- [HOW TO COMPLETE THIS TASK]: The answer must be every line below that holds the word "Hash".

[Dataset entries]
_ _ _ _ _ _ _

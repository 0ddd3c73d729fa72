//! Position tracking types.

use chrono::{DateTime, Utc};
use rust_decimal::Decimal;
use serde::{Deserialize, Serialize};
use std::str::FromStr;
use uuid::Uuid;

use super::trade::TradeSide;
use super::{check_amount, check_notional, check_numeric, GREEK_INTEGER_DIGITS, GREEK_SCALE};
use crate::Error;

/// Decimal places kept on average entry prices.
pub const PRICE_SCALE: u32 = 8;

/// Instrument class of a position.
#[derive(Debug, Clone, Copy, PartialEq, Eq, Hash, Serialize, Deserialize, Default)]
#[serde(rename_all = "SCREAMING_SNAKE_CASE")]
pub enum AssetType {
    #[default]
    Stock,
    Option,
    Future,
    Etf,
    Crypto,
}

impl AssetType {
    pub const ALL: [AssetType; 5] = [
        AssetType::Stock,
        AssetType::Option,
        AssetType::Future,
        AssetType::Etf,
        AssetType::Crypto,
    ];

    pub fn as_str(&self) -> &'static str {
        match self {
            AssetType::Stock => "STOCK",
            AssetType::Option => "OPTION",
            AssetType::Future => "FUTURE",
            AssetType::Etf => "ETF",
            AssetType::Crypto => "CRYPTO",
        }
    }
}

impl FromStr for AssetType {
    type Err = Error;

    fn from_str(s: &str) -> Result<Self, Self::Err> {
        match s {
            "STOCK" => Ok(AssetType::Stock),
            "OPTION" => Ok(AssetType::Option),
            "FUTURE" => Ok(AssetType::Future),
            "ETF" => Ok(AssetType::Etf),
            "CRYPTO" => Ok(AssetType::Crypto),
            other => Err(Error::Decode(format!("unknown asset type '{}'", other))),
        }
    }
}

#[derive(Debug, Clone, Copy, PartialEq, Eq, Hash, Serialize, Deserialize)]
#[serde(rename_all = "SCREAMING_SNAKE_CASE")]
pub enum PositionStatus {
    Open,
    Closed,
}

impl PositionStatus {
    pub fn as_str(&self) -> &'static str {
        match self {
            PositionStatus::Open => "OPEN",
            PositionStatus::Closed => "CLOSED",
        }
    }
}

impl FromStr for PositionStatus {
    type Err = Error;

    fn from_str(s: &str) -> Result<Self, Self::Err> {
        match s {
            "OPEN" => Ok(PositionStatus::Open),
            "CLOSED" => Ok(PositionStatus::Closed),
            other => Err(Error::Decode(format!("unknown position status '{}'", other))),
        }
    }
}

/// Option sensitivities. All optional; plain equity carries none.
#[derive(Debug, Clone, Copy, PartialEq, Default, Serialize, Deserialize)]
pub struct Greeks {
    pub delta: Option<Decimal>,
    pub gamma: Option<Decimal>,
    pub vega: Option<Decimal>,
    pub theta: Option<Decimal>,
}

impl Greeks {
    pub fn validate(&self) -> crate::Result<()> {
        let named = [
            ("Delta", self.delta),
            ("Gamma", self.gamma),
            ("Vega", self.vega),
            ("Theta", self.theta),
        ];
        for (field, value) in named {
            if let Some(value) = value {
                check_numeric(field, value, GREEK_INTEGER_DIGITS, GREEK_SCALE)
                    .map_err(Error::Validation)?;
            }
        }
        Ok(())
    }

    /// Overlay the values present in `other`.
    pub fn merge(&mut self, other: &Greeks) {
        if other.delta.is_some() {
            self.delta = other.delta;
        }
        if other.gamma.is_some() {
            self.gamma = other.gamma;
        }
        if other.vega.is_some() {
            self.vega = other.vega;
        }
        if other.theta.is_some() {
            self.theta = other.theta;
        }
    }
}

/// A holding in one symbol within a portfolio.
#[derive(Debug, Clone, Serialize, Deserialize)]
pub struct Position {
    pub id: Uuid,
    pub portfolio_id: Uuid,
    /// Upper-cased ticker.
    pub symbol: String,
    pub asset_type: AssetType,
    /// Signed; negative means short.
    pub quantity: Decimal,
    /// Average entry price.
    pub entry_price: Decimal,
    pub current_price: Decimal,
    #[serde(flatten)]
    pub greeks: Greeks,
    pub status: PositionStatus,
    pub opened_at: DateTime<Utc>,
    pub closed_at: Option<DateTime<Utc>>,
    pub updated_at: DateTime<Utc>,
}

impl Position {
    /// Open a position from a single fill.
    pub fn from_fill(
        portfolio_id: Uuid,
        symbol: &str,
        asset_type: AssetType,
        side: TradeSide,
        quantity: Decimal,
        price: Decimal,
        at: DateTime<Utc>,
    ) -> Self {
        Self {
            id: Uuid::new_v4(),
            portfolio_id,
            symbol: normalize_symbol(symbol),
            asset_type,
            quantity: side.signed(quantity),
            entry_price: price,
            current_price: price,
            greeks: Greeks::default(),
            status: PositionStatus::Open,
            opened_at: at,
            closed_at: None,
            updated_at: at,
        }
    }

    pub fn is_open(&self) -> bool {
        self.status == PositionStatus::Open
    }

    pub fn market_value(&self) -> Decimal {
        self.quantity * self.current_price
    }

    pub fn cost_basis(&self) -> Decimal {
        self.quantity * self.entry_price
    }

    pub fn unrealized_pnl(&self) -> Decimal {
        (self.current_price - self.entry_price) * self.quantity
    }

    /// Unrealized P&L relative to the absolute cost basis, in percent.
    pub fn unrealized_pnl_pct(&self) -> Decimal {
        let basis = self.cost_basis().abs();
        if basis.is_zero() {
            Decimal::ZERO
        } else {
            (self.unrealized_pnl() / basis * Decimal::ONE_HUNDRED).round_dp(4)
        }
    }

    /// Apply a trade fill.
    ///
    /// Adding to the position re-averages the entry price; reducing keeps it;
    /// crossing through zero restarts the entry at the fill price. The
    /// position closes when quantity reaches zero.
    pub fn apply_fill(&mut self, side: TradeSide, quantity: Decimal, price: Decimal, at: DateTime<Utc>) {
        let signed = side.signed(quantity);
        let new_quantity = self.quantity + signed;

        let extending = self.quantity.is_zero()
            || self.quantity.is_sign_positive() == signed.is_sign_positive();

        if extending {
            let total_cost = self.quantity.abs() * self.entry_price + quantity * price;
            self.entry_price = (total_cost / new_quantity.abs()).round_dp(PRICE_SCALE);
        } else if !new_quantity.is_zero()
            && new_quantity.is_sign_positive() != self.quantity.is_sign_positive()
        {
            self.entry_price = price;
        }

        self.quantity = new_quantity;
        self.current_price = price;
        self.updated_at = at;

        if self.quantity.is_zero() {
            self.status = PositionStatus::Closed;
            self.closed_at = Some(at);
        }
    }

    /// Mark the position closed at `exit_price`. Returns the cash released.
    pub fn close(&mut self, exit_price: Decimal, at: DateTime<Utc>) -> Decimal {
        self.current_price = exit_price;
        let proceeds = self.market_value();
        self.status = PositionStatus::Closed;
        self.closed_at = Some(at);
        self.updated_at = at;
        proceeds
    }
}

pub fn normalize_symbol(symbol: &str) -> String {
    symbol.trim().to_uppercase()
}

/// Input for adding a position directly.
#[derive(Debug, Clone, Deserialize)]
pub struct NewPosition {
    pub symbol: String,
    #[serde(default)]
    pub asset_type: AssetType,
    pub quantity: Decimal,
    pub entry_price: Decimal,
    /// Defaults to the entry price.
    pub current_price: Option<Decimal>,
    #[serde(flatten)]
    pub greeks: Greeks,
}

impl NewPosition {
    pub fn stock(symbol: &str, quantity: Decimal, entry_price: Decimal) -> Self {
        Self {
            symbol: symbol.to_string(),
            asset_type: AssetType::Stock,
            quantity,
            entry_price,
            current_price: None,
            greeks: Greeks::default(),
        }
    }

    pub fn validate(&self) -> crate::Result<()> {
        if self.symbol.trim().is_empty() {
            return Err(Error::Validation("Symbol is required".into()));
        }
        if self.quantity.is_zero() {
            return Err(Error::Validation("Quantity cannot be zero".into()));
        }
        if self.entry_price <= Decimal::ZERO {
            return Err(Error::Validation("Entry price must be positive".into()));
        }
        if self.current_price.is_some_and(|p| p <= Decimal::ZERO) {
            return Err(Error::Validation("Current price must be positive".into()));
        }
        check_amount("Quantity", self.quantity).map_err(Error::Validation)?;
        check_amount("Entry price", self.entry_price).map_err(Error::Validation)?;
        let price = self.current_price.unwrap_or(self.entry_price);
        check_amount("Current price", price).map_err(Error::Validation)?;
        check_notional(self.quantity, price).map_err(Error::Validation)?;
        self.greeks.validate()
    }

    pub fn into_position(self, portfolio_id: Uuid) -> Position {
        let now = Utc::now();
        Position {
            id: Uuid::new_v4(),
            portfolio_id,
            symbol: normalize_symbol(&self.symbol),
            asset_type: self.asset_type,
            quantity: self.quantity,
            entry_price: self.entry_price,
            current_price: self.current_price.unwrap_or(self.entry_price),
            greeks: self.greeks,
            status: PositionStatus::Open,
            opened_at: now,
            closed_at: None,
            updated_at: now,
        }
    }
}

/// Mark-to-market update.
#[derive(Debug, Clone, Default, Deserialize)]
pub struct PositionUpdate {
    pub current_price: Option<Decimal>,
    #[serde(flatten)]
    pub greeks: Greeks,
}

impl PositionUpdate {
    pub fn validate(&self) -> crate::Result<()> {
        if let Some(price) = self.current_price {
            if price <= Decimal::ZERO {
                return Err(Error::Validation("Current price must be positive".into()));
            }
            check_amount("Current price", price).map_err(Error::Validation)?;
        }
        self.greeks.validate()
    }
}

#[cfg(test)]
mod tests {
    use super::*;
    use rust_decimal_macros::dec;

    fn long(quantity: Decimal, price: Decimal) -> Position {
        Position::from_fill(
            Uuid::new_v4(),
            " aapl ",
            AssetType::Stock,
            TradeSide::Buy,
            quantity,
            price,
            Utc::now(),
        )
    }

    #[test]
    fn test_valuation() {
        let mut p = long(dec!(10), dec!(100));
        p.current_price = dec!(110);

        assert_eq!(p.symbol, "AAPL");
        assert_eq!(p.market_value(), dec!(1100));
        assert_eq!(p.unrealized_pnl(), dec!(100));
        assert_eq!(p.unrealized_pnl_pct(), dec!(10));
    }

    #[test]
    fn test_short_pnl() {
        let mut p = Position::from_fill(
            Uuid::new_v4(),
            "TSLA",
            AssetType::Stock,
            TradeSide::Sell,
            dec!(5),
            dec!(200),
            Utc::now(),
        );
        assert_eq!(p.quantity, dec!(-5));

        p.current_price = dec!(180);
        assert_eq!(p.unrealized_pnl(), dec!(100));
        assert_eq!(p.market_value(), dec!(-900));
    }

    #[test]
    fn test_adding_averages_entry() {
        let mut p = long(dec!(10), dec!(100));
        p.apply_fill(TradeSide::Buy, dec!(10), dec!(110), Utc::now());

        assert_eq!(p.quantity, dec!(20));
        assert_eq!(p.entry_price, dec!(105));
        assert_eq!(p.current_price, dec!(110));
        assert!(p.is_open());
    }

    #[test]
    fn test_reducing_keeps_entry_and_closes_at_zero() {
        let mut p = long(dec!(10), dec!(100));
        p.apply_fill(TradeSide::Sell, dec!(4), dec!(120), Utc::now());
        assert_eq!(p.quantity, dec!(6));
        assert_eq!(p.entry_price, dec!(100));

        p.apply_fill(TradeSide::Sell, dec!(6), dec!(125), Utc::now());
        assert!(p.quantity.is_zero());
        assert_eq!(p.status, PositionStatus::Closed);
        assert!(p.closed_at.is_some());
    }

    #[test]
    fn test_flip_restarts_entry() {
        let mut p = long(dec!(10), dec!(100));
        p.apply_fill(TradeSide::Sell, dec!(15), dec!(90), Utc::now());
        assert_eq!(p.quantity, dec!(-5));
        assert_eq!(p.entry_price, dec!(90));
        assert!(p.is_open());
    }

    #[test]
    fn test_close_releases_market_value() {
        let mut p = long(dec!(10), dec!(100));
        let proceeds = p.close(dec!(101.5), Utc::now());
        assert_eq!(proceeds, dec!(1015));
        assert!(!p.is_open());
    }

    #[test]
    fn test_greeks_merge() {
        let mut greeks = Greeks {
            delta: Some(dec!(0.5)),
            ..Default::default()
        };
        greeks.merge(&Greeks {
            gamma: Some(dec!(0.02)),
            ..Default::default()
        });
        assert_eq!(greeks.delta, Some(dec!(0.5)));
        assert_eq!(greeks.gamma, Some(dec!(0.02)));
    }

    #[test]
    fn test_new_position_validation() {
        assert!(NewPosition::stock("AAPL", dec!(0), dec!(1)).validate().is_err());
        assert!(NewPosition::stock("AAPL", dec!(1), dec!(0)).validate().is_err());
        assert!(NewPosition::stock("", dec!(1), dec!(1)).validate().is_err());
        assert!(NewPosition::stock("AAPL", dec!(-3), dec!(10)).validate().is_ok());
    }

    #[test]
    fn test_amount_limits() {
        let fractional = NewPosition::stock("AAPL", dec!(0.123456789012), dec!(100));
        assert!(matches!(fractional.validate(), Err(Error::Validation(_))));

        let huge = NewPosition::stock("AAPL", dec!(1), dec!(1000000000000000));
        assert!(matches!(huge.validate(), Err(Error::Validation(_))));

        let mut marked = NewPosition::stock("AAPL", dec!(10), dec!(100));
        marked.current_price = Some(dec!(10000000000000));
        assert!(marked.validate().is_err());

        let mut greeks = NewPosition::stock("SPY C", dec!(1), dec!(4));
        greeks.greeks.delta = Some(dec!(0.1234567));
        assert!(greeks.validate().is_err());

        let update = PositionUpdate {
            current_price: Some(dec!(12.123456789)),
            ..Default::default()
        };
        assert!(update.validate().is_err());
        let update = PositionUpdate {
            current_price: Some(dec!(12.12345678)),
            ..Default::default()
        };
        assert!(update.validate().is_ok());
    }
}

_ _ _ _ _ _ _

- [RESULT OF THIS TASK]:
#[derive(Debug, Clone, Copy, PartialEq, Eq, Hash, Serialize, Deserialize, Default)]
#[derive(Debug, Clone, Copy, PartialEq, Eq, Hash, Serialize, Deserialize)]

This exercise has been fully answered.